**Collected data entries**
· · · · · · ·

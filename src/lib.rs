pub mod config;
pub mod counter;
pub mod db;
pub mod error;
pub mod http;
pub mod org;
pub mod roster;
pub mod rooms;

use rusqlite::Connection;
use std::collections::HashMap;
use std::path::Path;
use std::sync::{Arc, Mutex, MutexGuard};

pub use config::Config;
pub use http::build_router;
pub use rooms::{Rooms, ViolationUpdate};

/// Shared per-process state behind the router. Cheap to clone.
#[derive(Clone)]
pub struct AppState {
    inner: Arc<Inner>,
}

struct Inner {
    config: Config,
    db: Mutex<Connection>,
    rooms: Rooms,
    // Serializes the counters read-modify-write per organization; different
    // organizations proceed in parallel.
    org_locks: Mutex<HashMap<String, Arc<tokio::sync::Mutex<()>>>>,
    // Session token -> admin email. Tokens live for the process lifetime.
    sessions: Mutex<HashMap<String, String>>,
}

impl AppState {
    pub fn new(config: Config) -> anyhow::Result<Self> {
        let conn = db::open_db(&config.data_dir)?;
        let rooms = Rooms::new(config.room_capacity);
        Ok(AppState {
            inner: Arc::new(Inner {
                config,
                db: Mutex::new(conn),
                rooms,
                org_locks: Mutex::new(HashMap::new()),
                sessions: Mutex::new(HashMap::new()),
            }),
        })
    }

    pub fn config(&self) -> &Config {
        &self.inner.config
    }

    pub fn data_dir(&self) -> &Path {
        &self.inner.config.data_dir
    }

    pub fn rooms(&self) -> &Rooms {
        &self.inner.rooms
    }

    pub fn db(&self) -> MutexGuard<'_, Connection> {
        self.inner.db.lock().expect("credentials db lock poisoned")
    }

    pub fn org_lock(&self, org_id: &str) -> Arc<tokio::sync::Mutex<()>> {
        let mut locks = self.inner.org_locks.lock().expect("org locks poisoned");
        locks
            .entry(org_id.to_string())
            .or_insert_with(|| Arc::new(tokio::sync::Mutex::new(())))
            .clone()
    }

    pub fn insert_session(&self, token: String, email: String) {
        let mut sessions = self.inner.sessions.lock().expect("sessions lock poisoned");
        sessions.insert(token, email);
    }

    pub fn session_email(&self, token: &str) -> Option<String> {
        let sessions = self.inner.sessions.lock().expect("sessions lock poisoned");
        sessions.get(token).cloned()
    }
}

· · · · · · ·

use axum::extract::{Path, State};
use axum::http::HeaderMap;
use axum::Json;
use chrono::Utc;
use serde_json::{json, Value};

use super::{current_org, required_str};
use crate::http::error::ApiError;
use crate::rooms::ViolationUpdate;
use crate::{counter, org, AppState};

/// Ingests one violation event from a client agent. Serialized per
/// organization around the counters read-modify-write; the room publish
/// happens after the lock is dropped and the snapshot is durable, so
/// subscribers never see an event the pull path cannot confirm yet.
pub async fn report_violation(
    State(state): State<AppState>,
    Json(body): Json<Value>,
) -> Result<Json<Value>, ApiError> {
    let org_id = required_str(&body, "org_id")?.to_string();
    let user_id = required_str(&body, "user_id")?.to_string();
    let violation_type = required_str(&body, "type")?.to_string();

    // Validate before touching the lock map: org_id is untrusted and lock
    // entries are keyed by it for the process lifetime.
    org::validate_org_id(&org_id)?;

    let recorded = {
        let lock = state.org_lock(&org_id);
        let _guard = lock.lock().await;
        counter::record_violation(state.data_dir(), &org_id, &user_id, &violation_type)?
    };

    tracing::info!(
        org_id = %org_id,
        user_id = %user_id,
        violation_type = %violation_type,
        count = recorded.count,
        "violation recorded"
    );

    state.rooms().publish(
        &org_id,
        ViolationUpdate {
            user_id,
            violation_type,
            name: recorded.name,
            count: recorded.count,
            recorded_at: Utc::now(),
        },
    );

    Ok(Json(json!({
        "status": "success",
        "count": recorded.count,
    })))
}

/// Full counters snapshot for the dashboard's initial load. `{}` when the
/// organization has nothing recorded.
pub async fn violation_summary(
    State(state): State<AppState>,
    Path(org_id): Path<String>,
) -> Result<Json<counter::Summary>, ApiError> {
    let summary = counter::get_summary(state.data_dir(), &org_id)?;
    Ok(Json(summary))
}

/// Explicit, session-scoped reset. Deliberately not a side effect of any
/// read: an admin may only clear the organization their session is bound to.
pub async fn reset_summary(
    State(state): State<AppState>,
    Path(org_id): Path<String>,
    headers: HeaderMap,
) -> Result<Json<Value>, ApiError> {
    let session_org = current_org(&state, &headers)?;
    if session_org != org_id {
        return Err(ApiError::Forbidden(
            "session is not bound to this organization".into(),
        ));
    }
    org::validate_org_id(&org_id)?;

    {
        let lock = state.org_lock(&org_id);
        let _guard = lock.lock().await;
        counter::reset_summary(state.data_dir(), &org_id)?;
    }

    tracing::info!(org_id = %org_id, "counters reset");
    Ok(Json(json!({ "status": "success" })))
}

· · · · · · ·

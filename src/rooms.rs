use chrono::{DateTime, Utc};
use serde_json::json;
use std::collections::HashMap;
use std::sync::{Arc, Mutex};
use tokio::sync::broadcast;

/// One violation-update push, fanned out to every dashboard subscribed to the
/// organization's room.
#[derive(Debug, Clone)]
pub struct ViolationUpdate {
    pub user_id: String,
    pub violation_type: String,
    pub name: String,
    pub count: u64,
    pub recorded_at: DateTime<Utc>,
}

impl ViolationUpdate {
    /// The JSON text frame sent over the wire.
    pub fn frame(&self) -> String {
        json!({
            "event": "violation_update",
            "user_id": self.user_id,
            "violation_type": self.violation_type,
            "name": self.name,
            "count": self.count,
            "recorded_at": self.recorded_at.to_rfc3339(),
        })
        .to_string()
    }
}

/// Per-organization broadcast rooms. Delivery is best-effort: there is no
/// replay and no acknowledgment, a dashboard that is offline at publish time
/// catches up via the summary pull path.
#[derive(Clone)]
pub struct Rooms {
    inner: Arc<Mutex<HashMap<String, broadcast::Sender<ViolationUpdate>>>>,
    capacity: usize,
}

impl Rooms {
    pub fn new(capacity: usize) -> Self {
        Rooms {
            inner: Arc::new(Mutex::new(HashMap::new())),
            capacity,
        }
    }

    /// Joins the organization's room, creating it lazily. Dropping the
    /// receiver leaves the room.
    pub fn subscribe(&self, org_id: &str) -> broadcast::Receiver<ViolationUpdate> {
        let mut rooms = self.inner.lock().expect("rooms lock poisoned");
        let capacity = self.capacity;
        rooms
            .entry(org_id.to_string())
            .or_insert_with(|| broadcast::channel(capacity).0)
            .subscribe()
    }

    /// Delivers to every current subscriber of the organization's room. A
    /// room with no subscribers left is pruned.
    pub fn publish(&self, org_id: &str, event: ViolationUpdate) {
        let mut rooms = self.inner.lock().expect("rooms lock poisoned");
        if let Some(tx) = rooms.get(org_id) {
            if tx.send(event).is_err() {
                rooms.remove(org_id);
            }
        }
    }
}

· · · · · · ·

**What is needed**
In the data above, find each line where the string "chrono" appears, then copy it.

**Your solution**
use chrono::Utc;
use chrono::{DateTime, Utc};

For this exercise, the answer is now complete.